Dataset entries
^^^^^^^^^^^^^^^^

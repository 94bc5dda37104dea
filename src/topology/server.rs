// Copyright (c) 2025 - Cowboy AI, Inc.
//! Server Topology Unit
//!
//! Given a declared network, declares:
//!
//! 1. a web-ingress policy open to any IPv4 source on the web port
//! 2. a database-ingress policy open only to holders of the web policy on the
//!    engine port
//! 3. one compute instance per public subnet, in subnet enumeration order
//! 4. one managed database spread across the private subnets
//!
//! The expansion is pure: the same network and config always produce the same
//! [`ServerTopology`].

use serde::{Deserialize, Serialize};
use tracing::{debug, info, warn};

use crate::config::ServerConfig;
use crate::domain::invariants::validate_server_topology;
use crate::domain::{
    DatabaseEngine, IngressRule, InstanceType, MachineImage, Peer, Port, RemovalPolicy,
};
use crate::errors::{TopologyError, TopologyResult};
use crate::topology::NetworkTopology;

/// Construct name of the web-ingress policy
pub const WEB_POLICY: &str = "WebServerSecurityGroup";

/// Construct name of the database-ingress policy
pub const DATABASE_POLICY: &str = "RDSSecurityGroup";

/// Security policy: an allow-list of inbound rules plus an egress switch
#[derive(Debug, Clone, PartialEq, Eq, Serialize, Deserialize)]
pub struct SecurityPolicy {
    name: String,
    description: String,
    network: String,
    allow_all_outbound: bool,
    ingress: Vec<IngressRule>,
}

impl SecurityPolicy {
    pub fn new(
        name: impl Into<String>,
        network: &NetworkTopology,
        description: impl Into<String>,
        allow_all_outbound: bool,
    ) -> Self {
        Self {
            name: name.into(),
            description: description.into(),
            network: network.name().to_string(),
            allow_all_outbound,
            ingress: Vec::new(),
        }
    }

    /// Append an inbound rule
    ///
    /// # Rules
    /// - A policy cannot name itself as a source
    /// - The same (source, port) pair is declared at most once
    pub fn add_ingress_rule(
        &mut self,
        peer: Peer,
        port: Port,
        description: impl Into<String>,
    ) -> TopologyResult<()> {
        if let Peer::Policy(source) = &peer {
            if source == &self.name {
                return Err(TopologyError::InvalidIngressRule {
                    policy: self.name.clone(),
                    reason: "a policy cannot admit traffic from itself".to_string(),
                });
            }
        }

        if self
            .ingress
            .iter()
            .any(|rule| rule.peer == peer && rule.port == port)
        {
            return Err(TopologyError::InvalidIngressRule {
                policy: self.name.clone(),
                reason: format!("duplicate rule for {} on {}", peer, port),
            });
        }

        debug!(policy = %self.name, %peer, %port, "Added ingress rule");
        self.ingress.push(IngressRule::new(peer, port, description));
        Ok(())
    }

    pub fn name(&self) -> &str {
        &self.name
    }

    pub fn description(&self) -> &str {
        &self.description
    }

    /// Network the policy belongs to
    pub fn network(&self) -> &str {
        &self.network
    }

    pub fn allows_all_outbound(&self) -> bool {
        self.allow_all_outbound
    }

    pub fn ingress_rules(&self) -> &[IngressRule] {
        &self.ingress
    }

    /// Allow-list evaluation: true only if some rule admits `peer` on TCP `port`
    pub fn permits_tcp(&self, peer: &Peer, port: u16) -> bool {
        self.ingress.iter().any(|rule| rule.allows_tcp(peer, port))
    }
}

/// Web server instance
#[derive(Debug, Clone, PartialEq, Eq, Serialize, Deserialize)]
pub struct ComputeInstance {
    /// Construct name, e.g. `WebServer1`
    pub name: String,
    pub machine_image: MachineImage,
    pub instance_type: InstanceType,
    /// Name of the subnet the instance is placed in
    pub subnet: String,
    pub zone_index: usize,
    /// Name of the attached policy
    pub security_policy: String,
}

/// Managed relational database
#[derive(Debug, Clone, PartialEq, Eq, Serialize, Deserialize)]
pub struct ManagedDatabase {
    pub name: String,
    pub engine: DatabaseEngine,
    pub instance_class: InstanceType,
    pub allocated_storage_gb: u32,
    pub master_username: String,
    pub removal_policy: RemovalPolicy,
    /// Names of the subnets the database may be placed in
    pub subnets: Vec<String>,
    /// Names of the attached policies
    pub security_policies: Vec<String>,
}

impl ManagedDatabase {
    pub fn port(&self) -> u16 {
        self.engine.port()
    }
}

/// Declared server stack contents
#[derive(Debug, Clone, PartialEq, Eq, Serialize, Deserialize)]
pub struct ServerTopology {
    pub web_policy: SecurityPolicy,
    pub database_policy: SecurityPolicy,
    pub instances: Vec<ComputeInstance>,
    pub database: ManagedDatabase,
}

impl ServerTopology {
    /// Policies in declaration order
    pub fn policies(&self) -> [&SecurityPolicy; 2] {
        [&self.web_policy, &self.database_policy]
    }

    pub fn policy(&self, name: &str) -> Option<&SecurityPolicy> {
        self.policies().into_iter().find(|p| p.name() == name)
    }
}

/// Description of the public web rule, naming the protocol for well-known ports
fn web_rule_description(port: u16) -> String {
    match port {
        80 => "Allow inbound HTTP traffic".to_string(),
        443 => "Allow inbound HTTPS traffic".to_string(),
        other => format!("Allow inbound traffic on port {}", other),
    }
}

/// Declare the server topology unit against a declared network
pub fn declare_servers(
    network: &NetworkTopology,
    config: &ServerConfig,
) -> TopologyResult<ServerTopology> {
    config.validate()?;

    let mut web_policy = SecurityPolicy::new(
        WEB_POLICY,
        network,
        "Security group for web servers",
        true,
    );
    web_policy.add_ingress_rule(
        Peer::any_ipv4(),
        Port::tcp(config.web_port)?,
        web_rule_description(config.web_port),
    )?;

    let engine = &config.database.engine;
    let mut database_policy =
        SecurityPolicy::new(DATABASE_POLICY, network, "Security group for RDS", true);
    database_policy.add_ingress_rule(
        Peer::policy(web_policy.name()),
        Port::tcp(engine.port())?,
        format!(
            "Allow inbound {} traffic from web servers",
            engine.kind().display_name()
        ),
    )?;

    let instances: Vec<ComputeInstance> = network
        .public_subnets()
        .into_iter()
        .enumerate()
        .map(|(index, subnet)| ComputeInstance {
            name: format!("WebServer{}", index + 1),
            machine_image: config.machine_image.clone(),
            instance_type: config.instance_type,
            subnet: subnet.name.clone(),
            zone_index: subnet.zone_index,
            security_policy: web_policy.name().to_string(),
        })
        .collect();

    for instance in &instances {
        debug!(
            instance = %instance.name,
            subnet = %instance.subnet,
            instance_type = %instance.instance_type,
            "Declared compute instance"
        );
    }

    let private_subnets = network.private_subnets();
    let zones: std::collections::BTreeSet<usize> =
        private_subnets.iter().map(|s| s.zone_index).collect();
    if zones.len() < 2 {
        warn!(
            zones = zones.len(),
            "Database subnet group spans fewer than two zones; the engine requires two"
        );
    }

    let database = ManagedDatabase {
        name: config.database.name.clone(),
        engine: engine.clone(),
        instance_class: config.database.instance_class,
        allocated_storage_gb: config.database.allocated_storage_gb,
        master_username: config.database.master_username.clone(),
        removal_policy: config.database.removal_policy,
        subnets: private_subnets.iter().map(|s| s.name.clone()).collect(),
        security_policies: vec![database_policy.name().to_string()],
    };

    let servers = ServerTopology {
        web_policy,
        database_policy,
        instances,
        database,
    };

    validate_server_topology(network, &servers)?;

    info!(
        instances = servers.instances.len(),
        database = %servers.database.engine,
        "Declared server topology"
    );

    Ok(servers)
}
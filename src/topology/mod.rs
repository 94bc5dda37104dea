// Copyright (c) 2025 - Cowboy AI, Inc.
//! Topology Units
//!
//! Pure expansion of configuration into declared resources. Neither unit
//! knows about templates: they produce plain data that the synthesis engine
//! renders.
//!
//! - [`declare_network`] - network stack contents
//! - [`declare_servers`] - server stack contents, bound to a declared network

pub mod network;
pub mod server;

pub use network::{declare_network, NetworkTopology, Subnet};
pub use server::{
    declare_servers, ComputeInstance, ManagedDatabase, SecurityPolicy, ServerTopology,
    DATABASE_POLICY, WEB_POLICY,
};
// Copyright (c) 2025 - Cowboy AI, Inc.
//! Compute Instance Value Objects
//!
//! Instance types are class + size pairs (`t2.micro`); machine images are
//! either resolved by the engine from a public parameter or pinned by id.

use serde::{Deserialize, Serialize};
use std::fmt;
use std::str::FromStr;

use crate::errors::{TopologyError, TopologyResult};

/// Instance family
#[derive(Debug, Clone, Copy, PartialEq, Eq, Hash, Serialize, Deserialize)]
#[serde(rename_all = "snake_case")]
pub enum InstanceClass {
    /// `t2`
    Burstable2,
    /// `t3`
    Burstable3,
    /// `t3a`
    Burstable3Amd,
    /// `m5`
    Standard5,
    /// `c5`
    Compute5,
    /// `r5`
    Memory5,
}

impl InstanceClass {
    pub fn as_str(&self) -> &'static str {
        match self {
            Self::Burstable2 => "t2",
            Self::Burstable3 => "t3",
            Self::Burstable3Amd => "t3a",
            Self::Standard5 => "m5",
            Self::Compute5 => "c5",
            Self::Memory5 => "r5",
        }
    }

    fn parse(s: &str) -> Option<Self> {
        match s {
            "t2" => Some(Self::Burstable2),
            "t3" => Some(Self::Burstable3),
            "t3a" => Some(Self::Burstable3Amd),
            "m5" => Some(Self::Standard5),
            "c5" => Some(Self::Compute5),
            "r5" => Some(Self::Memory5),
            _ => None,
        }
    }
}

/// Instance size within a family
#[derive(Debug, Clone, Copy, PartialEq, Eq, Hash, PartialOrd, Ord, Serialize, Deserialize)]
#[serde(rename_all = "snake_case")]
pub enum InstanceSize {
    Nano,
    Micro,
    Small,
    Medium,
    Large,
    Xlarge,
    Xlarge2,
    Xlarge4,
}

impl InstanceSize {
    pub fn as_str(&self) -> &'static str {
        match self {
            Self::Nano => "nano",
            Self::Micro => "micro",
            Self::Small => "small",
            Self::Medium => "medium",
            Self::Large => "large",
            Self::Xlarge => "xlarge",
            Self::Xlarge2 => "2xlarge",
            Self::Xlarge4 => "4xlarge",
        }
    }

    fn parse(s: &str) -> Option<Self> {
        match s {
            "nano" => Some(Self::Nano),
            "micro" => Some(Self::Micro),
            "small" => Some(Self::Small),
            "medium" => Some(Self::Medium),
            "large" => Some(Self::Large),
            "xlarge" => Some(Self::Xlarge),
            "2xlarge" => Some(Self::Xlarge2),
            "4xlarge" => Some(Self::Xlarge4),
            _ => None,
        }
    }
}

/// Instance type, e.g. `t2.micro`
#[derive(Debug, Clone, Copy, PartialEq, Eq, Hash, Serialize, Deserialize)]
#[serde(try_from = "String", into = "String")]
pub struct InstanceType {
    class: InstanceClass,
    size: InstanceSize,
}

impl InstanceType {
    pub fn of(class: InstanceClass, size: InstanceSize) -> Self {
        Self { class, size }
    }

    pub fn class(&self) -> InstanceClass {
        self.class
    }

    pub fn size(&self) -> InstanceSize {
        self.size
    }

    /// Database instance class name for the same hardware (`db.t2.micro`)
    pub fn as_db_class(&self) -> String {
        format!("db.{}", self)
    }
}

impl Default for InstanceType {
    fn default() -> Self {
        Self::of(InstanceClass::Burstable2, InstanceSize::Micro)
    }
}

impl fmt::Display for InstanceType {
    fn fmt(&self, f: &mut fmt::Formatter<'_>) -> fmt::Result {
        write!(f, "{}.{}", self.class.as_str(), self.size.as_str())
    }
}

impl FromStr for InstanceType {
    type Err = TopologyError;

    fn from_str(s: &str) -> Result<Self, Self::Err> {
        let lowered = s.trim().to_lowercase();
        let s = lowered.strip_prefix("db.").unwrap_or(&lowered);

        let (class, size) = s
            .split_once('.')
            .ok_or_else(|| TopologyError::InvalidInstanceType(s.to_string()))?;

        match (InstanceClass::parse(class), InstanceSize::parse(size)) {
            (Some(class), Some(size)) => Ok(Self::of(class, size)),
            _ => Err(TopologyError::InvalidInstanceType(s.to_string())),
        }
    }
}

impl TryFrom<String> for InstanceType {
    type Error = TopologyError;

    fn try_from(value: String) -> Result<Self, Self::Error> {
        value.parse()
    }
}

impl From<InstanceType> for String {
    fn from(value: InstanceType) -> Self {
        value.to_string()
    }
}

/// Amazon Linux generation
#[derive(Debug, Clone, Copy, PartialEq, Eq, Hash, Serialize, Deserialize)]
#[serde(rename_all = "snake_case")]
pub enum AmazonLinuxGeneration {
    AmazonLinux,
    AmazonLinux2,
}

/// Machine image reference
#[derive(Debug, Clone, PartialEq, Eq, Hash, Serialize, Deserialize)]
#[serde(rename_all = "snake_case", try_from = "MachineImageFields")]
pub enum MachineImage {
    /// Latest Amazon Linux, resolved by the engine from a public SSM parameter
    AmazonLinux(AmazonLinuxGeneration),
    /// Fixed image id
    Generic(String),
}

/// Unchecked wire form of [`MachineImage`]
#[derive(Deserialize)]
#[serde(rename_all = "snake_case")]
enum MachineImageFields {
    AmazonLinux(AmazonLinuxGeneration),
    Generic(String),
}

impl TryFrom<MachineImageFields> for MachineImage {
    type Error = TopologyError;

    fn try_from(fields: MachineImageFields) -> Result<Self, Self::Error> {
        match fields {
            MachineImageFields::AmazonLinux(generation) => Ok(Self::AmazonLinux(generation)),
            MachineImageFields::Generic(ami_id) => Self::generic(ami_id),
        }
    }
}

impl MachineImage {
    pub fn amazon_linux() -> Self {
        Self::AmazonLinux(AmazonLinuxGeneration::AmazonLinux)
    }

    /// Pin an image id
    ///
    /// # Invariants
    /// - Id starts with `ami-`
    pub fn generic(ami_id: impl Into<String>) -> TopologyResult<Self> {
        let ami_id = ami_id.into();
        if !ami_id.starts_with("ami-") || ami_id.len() <= 4 {
            return Err(TopologyError::Configuration(format!(
                "Machine image id must look like ami-xxxxxxxx: {}",
                ami_id
            )));
        }
        Ok(Self::Generic(ami_id))
    }

    /// Public parameter holding the latest image id, when the image is resolved at deploy time
    pub fn ssm_parameter(&self) -> Option<&'static str> {
        match self {
            Self::AmazonLinux(AmazonLinuxGeneration::AmazonLinux) => {
                Some("/aws/service/ami-amazon-linux-latest/amzn-ami-hvm-x86_64-gp2")
            }
            Self::AmazonLinux(AmazonLinuxGeneration::AmazonLinux2) => {
                Some("/aws/service/ami-amazon-linux-latest/amzn2-ami-hvm-x86_64-gp2")
            }
            Self::Generic(_) => None,
        }
    }

    /// User data every instance boots with
    pub const USER_DATA_PRELUDE: &'static str = "#!/bin/bash";
}

impl Default for MachineImage {
    fn default() -> Self {
        Self::amazon_linux()
    }
}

^^^^^^^^^^^^^^^^

> _Your goal_:
Whenever the word "true" shows up in a line of the entries above, copy that line.

> _Completed task_:
    /// Allow-list evaluation: true only if some rule admits `peer` on TCP `port`
        true,
        SecurityPolicy::new(DATABASE_POLICY, network, "Security group for RDS", true);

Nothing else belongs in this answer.